戸隠山の九頭竜権現、白山権現の化身の九頭竜王(11面観音)。
白山に祀られる菊理比咩。
十は九進法で表せば、11。11面観音の11はこの為。
菊理比咩がククリ(括り)ヒメと呼ばれる由縁である。
さらに観音は、音ー自然の音(風)を観察する事を意味していると思う。
風は自然と人間の生活との媒介者であり、その生活様式を規定するもの、風土となる。
戸隠が隠している九頭龍と鬼。
鬼はさらに紅葉ー秋を隠している。
秋という漢字は会意文字であるが、禾と亀と火に従う。この亀は害虫の形でそれを火で焼く形という。
実りの秋と言われるが、豊凶は生死に関わるため最も重要な時期とされる。
秋という概念が成立した時、恐らく秋の夜空に蠍座アンタレスが輝いていた。
アンタレスは、火星に対抗するものといわれ、その赤い光を火に見立てたのではないだろうか。
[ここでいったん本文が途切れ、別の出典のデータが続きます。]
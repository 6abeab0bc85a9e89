use std::str::FromStr;
use std::sync::Arc;

use axum::{
    Json, Router,
    extract::{Path, Query, State},
    http::StatusCode,
    response::{IntoResponse, Response},
    routing::{get, patch, post},
};
use chrono::NaiveDate;
use serde::Deserialize;
use tokio::sync::broadcast;

use crate::errors::BoardError;

use super::db::BoardDb;
use super::keys::next_issue_key;
use super::models::{self, BoardKind, IssueDraft, IssueStatus, IssueType, Priority};
use super::ws::{WsMessage, broadcast_message};

// ── Shared application state ──────────────────────────────────────────

pub struct AppState {
    pub db: BoardDb,
    pub ws_tx: broadcast::Sender<String>,
    pub key_prefix: String,
    /// Coarse in-flight guard for creation: key derivation and the insert
    /// happen under this lock. Creation is the only guarded operation.
    create_gate: tokio::sync::Mutex<()>,
}

impl AppState {
    pub fn new(db: BoardDb, ws_tx: broadcast::Sender<String>, key_prefix: String) -> Self {
        Self {
            db,
            ws_tx,
            key_prefix,
            create_gate: tokio::sync::Mutex::new(()),
        }
    }
}

pub type SharedState = Arc<AppState>;

// ── Request payload types ─────────────────────────────────────────────

/// Create/edit payload: the full editable field set. Enum-valued fields
/// arrive as strings and are parsed here so every rejection flows through
/// [`BoardError`] as one message.
#[derive(Debug, Deserialize)]
pub struct IssueRequest {
    #[serde(default)]
    pub summary: String,
    #[serde(default)]
    pub description: String,
    #[serde(default)]
    pub acceptance_criteria: String,
    pub issue_type: Option<String>,
    pub priority: Option<String>,
    pub story_points: Option<f64>,
    pub start_date: Option<String>,
    pub due_date: Option<String>,
    pub sprint: Option<String>,
}

impl IssueRequest {
    fn into_draft(self) -> Result<IssueDraft, BoardError> {
        let issue_type = self
            .issue_type
            .ok_or(BoardError::MissingField { field: "issue_type" })?;
        let issue_type = IssueType::from_str(&issue_type).map_err(|message| {
            BoardError::InvalidValue {
                field: "issue_type",
                message,
            }
        })?;

        let priority = self
            .priority
            .ok_or(BoardError::MissingField { field: "priority" })?;
        let priority =
            Priority::from_str(&priority).map_err(|message| BoardError::InvalidValue {
                field: "priority",
                message,
            })?;

        let draft = IssueDraft {
            summary: self.summary,
            description: self.description,
            acceptance_criteria: self.acceptance_criteria,
            issue_type,
            priority,
            story_points: self.story_points,
            start_date: parse_date("start_date", self.start_date)?,
            due_date: parse_date("due_date", self.due_date)?,
            sprint: self.sprint,
        }
        .normalize();
        draft.validate()?;
        Ok(draft)
    }
}

fn parse_date(field: &'static str, value: Option<String>) -> Result<Option<NaiveDate>, BoardError> {
    match value.as_deref().map(str::trim) {
        None | Some("") => Ok(None),
        Some(s) => s
            .parse::<NaiveDate>()
            .map(Some)
            .map_err(|e| BoardError::InvalidValue {
                field,
                message: e.to_string(),
            }),
    }
}

#[derive(Debug, Deserialize)]
pub struct MoveIssueRequest {
    pub status: String,
}

#[derive(Debug, Deserialize)]
pub struct AdvanceIssueRequest {
    pub board: String,
}

#[derive(Debug, Deserialize)]
pub struct ListQuery {
    pub search: Option<String>,
}

#[derive(Debug, Deserialize)]
pub struct BoardQuery {
    pub view: Option<String>,
    pub search: Option<String>,
}

// ── Error handling ────────────────────────────────────────────────────

pub enum ApiError {
    NotFound(String),
    BadRequest(String),
    Internal(String),
}

impl ApiError {
    fn internal(err: anyhow::Error) -> Self {
        ApiError::Internal(err.to_string())
    }
}

impl From<BoardError> for ApiError {
    fn from(err: BoardError) -> Self {
        match &err {
            BoardError::IssueNotFound { .. } => ApiError::NotFound(err.to_string()),
            BoardError::Database(_) => ApiError::Internal(err.to_string()),
            _ => ApiError::BadRequest(err.to_string()),
        }
    }
}

impl IntoResponse for ApiError {
    fn into_response(self) -> Response {
        let (status, message) = match self {
            ApiError::NotFound(msg) => (StatusCode::NOT_FOUND, msg),
            ApiError::BadRequest(msg) => (StatusCode::BAD_REQUEST, msg),
            ApiError::Internal(msg) => {
                tracing::error!("internal error: {}", msg);
                (StatusCode::INTERNAL_SERVER_ERROR, msg)
            }
        };
        (status, Json(serde_json::json!({"error": message}))).into_response()
    }
}

// ── Router ────────────────────────────────────────────────────────────

pub fn api_router() -> Router<SharedState> {
    Router::new()
        .route("/api/issues", get(list_issues).post(create_issue))
        .route(
            "/api/issues/{id}",
            get(get_issue).patch(update_issue).delete(delete_issue),
        )
        .route("/api/issues/{id}/move", patch(move_issue))
        .route("/api/issues/{id}/advance", post(advance_issue))
        .route("/api/issues/{id}/duplicate", post(duplicate_issue))
        .route("/api/board", get(get_board))
        .route("/health", get(health_check))
}

// ── Handlers ──────────────────────────────────────────────────────────

async fn health_check() -> &'static str {
    "ok"
}

async fn list_issues(
    State(state): State<SharedState>,
    Query(query): Query<ListQuery>,
) -> Result<impl IntoResponse, ApiError> {
    let issues = state.db.list_issues().await.map_err(ApiError::internal)?;
    let issues = models::filter_issues(issues, query.search.as_deref().unwrap_or(""));
    Ok(Json(issues))
}

async fn create_issue(
    State(state): State<SharedState>,
    Json(req): Json<IssueRequest>,
) -> Result<impl IntoResponse, ApiError> {
    let draft = req.into_draft()?;

    // Held across derive + insert so two in-flight creates cannot read the
    // same last key.
    let _guard = state.create_gate.lock().await;
    let last_key = state.db.last_issue_key().await.map_err(ApiError::internal)?;
    let key = next_issue_key(last_key.as_deref(), &state.key_prefix);
    let issue = state
        .db
        .insert_issue(&key, &draft, IssueStatus::Backlog)
        .await
        .map_err(ApiError::internal)?;

    broadcast_message(&state.ws_tx, &WsMessage::IssueCreated { issue: issue.clone() });
    Ok((StatusCode::CREATED, Json(issue)))
}

async fn get_issue(
    State(state): State<SharedState>,
    Path(id): Path<i64>,
) -> Result<impl IntoResponse, ApiError> {
    let issue = state
        .db
        .get_issue(id)
        .await
        .map_err(ApiError::internal)?
        .ok_or(BoardError::IssueNotFound { id })?;
    Ok(Json(issue))
}

async fn update_issue(
    State(state): State<SharedState>,
    Path(id): Path<i64>,
    Json(req): Json<IssueRequest>,
) -> Result<impl IntoResponse, ApiError> {
    let draft = req.into_draft()?;
    let issue = state
        .db
        .update_issue(id, &draft)
        .await
        .map_err(ApiError::internal)?
        .ok_or(BoardError::IssueNotFound { id })?;

    broadcast_message(&state.ws_tx, &WsMessage::IssueUpdated { issue: issue.clone() });
    Ok(Json(issue))
}

async fn delete_issue(
    State(state): State<SharedState>,
    Path(id): Path<i64>,
) -> Result<impl IntoResponse, ApiError> {
    let deleted = state
        .db
        .delete_issue(id)
        .await
        .map_err(ApiError::internal)?;
    if !deleted {
        return Err(BoardError::IssueNotFound { id }.into());
    }
    broadcast_message(&state.ws_tx, &WsMessage::IssueDeleted { issue_id: id });
    Ok(StatusCode::NO_CONTENT)
}

/// Direct status overwrite, the drop-target semantics. Any status may be
/// set from any other; no transition graph is enforced here.
async fn move_issue(
    State(state): State<SharedState>,
    Path(id): Path<i64>,
    Json(req): Json<MoveIssueRequest>,
) -> Result<impl IntoResponse, ApiError> {
    let status = IssueStatus::from_str(&req.status)
        .map_err(|_| BoardError::InvalidStatus { value: req.status })?;

    let issue = state
        .db
        .get_issue(id)
        .await
        .map_err(ApiError::internal)?
        .ok_or(BoardError::IssueNotFound { id })?;
    let from_status = issue.status;

    let moved = state
        .db
        .move_issue(id, status)
        .await
        .map_err(ApiError::internal)?
        .ok_or(BoardError::IssueNotFound { id })?;

    broadcast_message(
        &state.ws_tx,
        &WsMessage::IssueMoved {
            issue_id: id,
            from_status,
            to_status: status,
        },
    );
    Ok(Json(moved))
}

/// The per-column forward action of a board view, wrapping at the last
/// column. Rejected when the issue's status is not a column of that view.
async fn advance_issue(
    State(state): State<SharedState>,
    Path(id): Path<i64>,
    Json(req): Json<AdvanceIssueRequest>,
) -> Result<impl IntoResponse, ApiError> {
    let board = BoardKind::from_str(&req.board)
        .map_err(|_| BoardError::InvalidBoard { value: req.board })?;

    let issue = state
        .db
        .get_issue(id)
        .await
        .map_err(ApiError::internal)?
        .ok_or(BoardError::IssueNotFound { id })?;
    let from_status = issue.status;
    let to_status = board
        .advance(from_status)
        .ok_or(BoardError::NotOnBoard {
            status: from_status,
            board,
        })?;

    let moved = state
        .db
        .move_issue(id, to_status)
        .await
        .map_err(ApiError::internal)?
        .ok_or(BoardError::IssueNotFound { id })?;

    broadcast_message(
        &state.ws_tx,
        &WsMessage::IssueMoved {
            issue_id: id,
            from_status,
            to_status,
        },
    );
    Ok(Json(moved))
}

/// Copy every user field of an issue under a fresh key. The source status
/// is preserved. Duplication is not serialized by the create gate; a
/// racing key collision fails on the unique key index.
async fn duplicate_issue(
    State(state): State<SharedState>,
    Path(id): Path<i64>,
) -> Result<impl IntoResponse, ApiError> {
    let source = state
        .db
        .get_issue(id)
        .await
        .map_err(ApiError::internal)?
        .ok_or(BoardError::IssueNotFound { id })?;
    let draft = IssueDraft::from_issue(&source);

    let last_key = state.db.last_issue_key().await.map_err(ApiError::internal)?;
    let key = next_issue_key(last_key.as_deref(), &state.key_prefix);
    let issue = state
        .db
        .insert_issue(&key, &draft, source.status)
        .await
        .map_err(ApiError::internal)?;

    broadcast_message(&state.ws_tx, &WsMessage::IssueCreated { issue: issue.clone() });
    Ok((StatusCode::CREATED, Json(issue)))
}

async fn get_board(
    State(state): State<SharedState>,
    Query(query): Query<BoardQuery>,
) -> Result<impl IntoResponse, ApiError> {
    let kind = match query.view.as_deref() {
        Some(view) => BoardKind::from_str(view).map_err(|_| BoardError::InvalidBoard {
            value: view.to_string(),
        })?,
        None => BoardKind::Standard,
    };
    let issues = state.db.list_issues().await.map_err(ApiError::internal)?;
    let board = models::board_view(issues, kind, query.search.as_deref().unwrap_or(""));
    Ok(Json(board))
}

// ── Tests ─────────────────────────────────────────────────────────────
亀は天空を象徴している。古くは亀の甲羅は卜占に用いられていた。亀はキ、キュウ、かめと読む。
亀もまた、九の仲間であり、竜宮城の使いである。
禾は、イネの形、軍門の形とされ、元々は別の形象だったが後に同形とされた。
軍門は、標木に袖木をつけた形とされる。
軍門とは何であろうか。
アンタレスが秋を象徴するのは16000年前頃から。
白鳥座に北極星があった時代の話である。
軍門は、白鳥座の十字を指す。
白鳥の首を延長すればアンタレスに導かれる。
この季節が風との戦いの時期にあたった。
海を移動する人々にとって風は移動をスムーズにもし、逆に命取りにもなった。
常に風を読む事が強いられた。
鳥は風の象徴でもある。
この十字に、鳥の姿を当てるのは必然だった。
軍門が稲に同一化していくのは、時代の流れである。
農耕社会へと変化する中で、白鳥座の意味合いが変わった。そして十字の意味も出港から農耕へと変化した。
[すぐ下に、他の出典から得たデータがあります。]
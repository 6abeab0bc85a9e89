//! Sequential issue key derivation.
//!
//! Keys look like `APP-0042`: a fixed prefix, a hyphen, and a zero-padded
//! decimal sequence. The next key is derived from the most recently created
//! issue's key alone. If that key does not match the prefix, the sequence
//! restarts at 1.

use regex::Regex;

/// Minimum digit width of the sequence part. Sequences past 9999 keep
/// growing; the padding never truncates.
pub const MIN_KEY_DIGITS: usize = 4;

/// Derive the key for the next issue from the last created issue's key.
pub fn next_issue_key(last_key: Option<&str>, prefix: &str) -> String {
    let next = last_key
        .and_then(|key| parse_sequence(key, prefix))
        .map_or(1, |n| n + 1);
    format!("{}-{:0width$}", prefix, next, width = MIN_KEY_DIGITS)
}

/// Extract the sequence number from a key of the form `<PREFIX>-<digits>`.
/// The prefix is matched literally (metacharacters escaped).
pub fn parse_sequence(key: &str, prefix: &str) -> Option<u64> {
    let pattern = format!(r"^{}-(\d+)$", regex::escape(prefix));
    let re = Regex::new(&pattern).ok()?;
    let caps = re.captures(key)?;
    caps[1].parse().ok()
}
ヨキ、コト、キクは斧、琴、菊とされ、斧は王の権威の象徴とされる。
菊は秋の花で、開花は日照時間と関係する。
夜の時間が長くなるのが目安となる。
秋の訪れを教えてくれる菊。
風もまた季節を教えてくれる。
琴は、こと座を表す。
今は夏の星座のように思われているが、
こと座ベガは14000年前の北極星。
その頃、蠍座アンタレスは深まる秋を教えてくれていた。
王は森羅万象から秋の訪れを感じ、知らせる存在であった。
戸隠からほど近い長野県安曇野大町。
安曇野は海人(あま、天、阿麻)族と深い関係にある。
海人族の王=鬼女=伊邪那美=ベガ
ベガの歴史は闇に沈み、蠍座アンタレスは農耕の季節を告げる神農として姿を変え、釣り針から耜に象形を変えた。
万という漢字は蠍とも訓される。
海人達のシンボルであった蠍座。
万葉集は、よろずの言の葉ではなく
蠍の、海人(天)族の言の葉であろう
古事記・万葉集の作者は、海人族の王であり、風読みの巫女であったと確信している。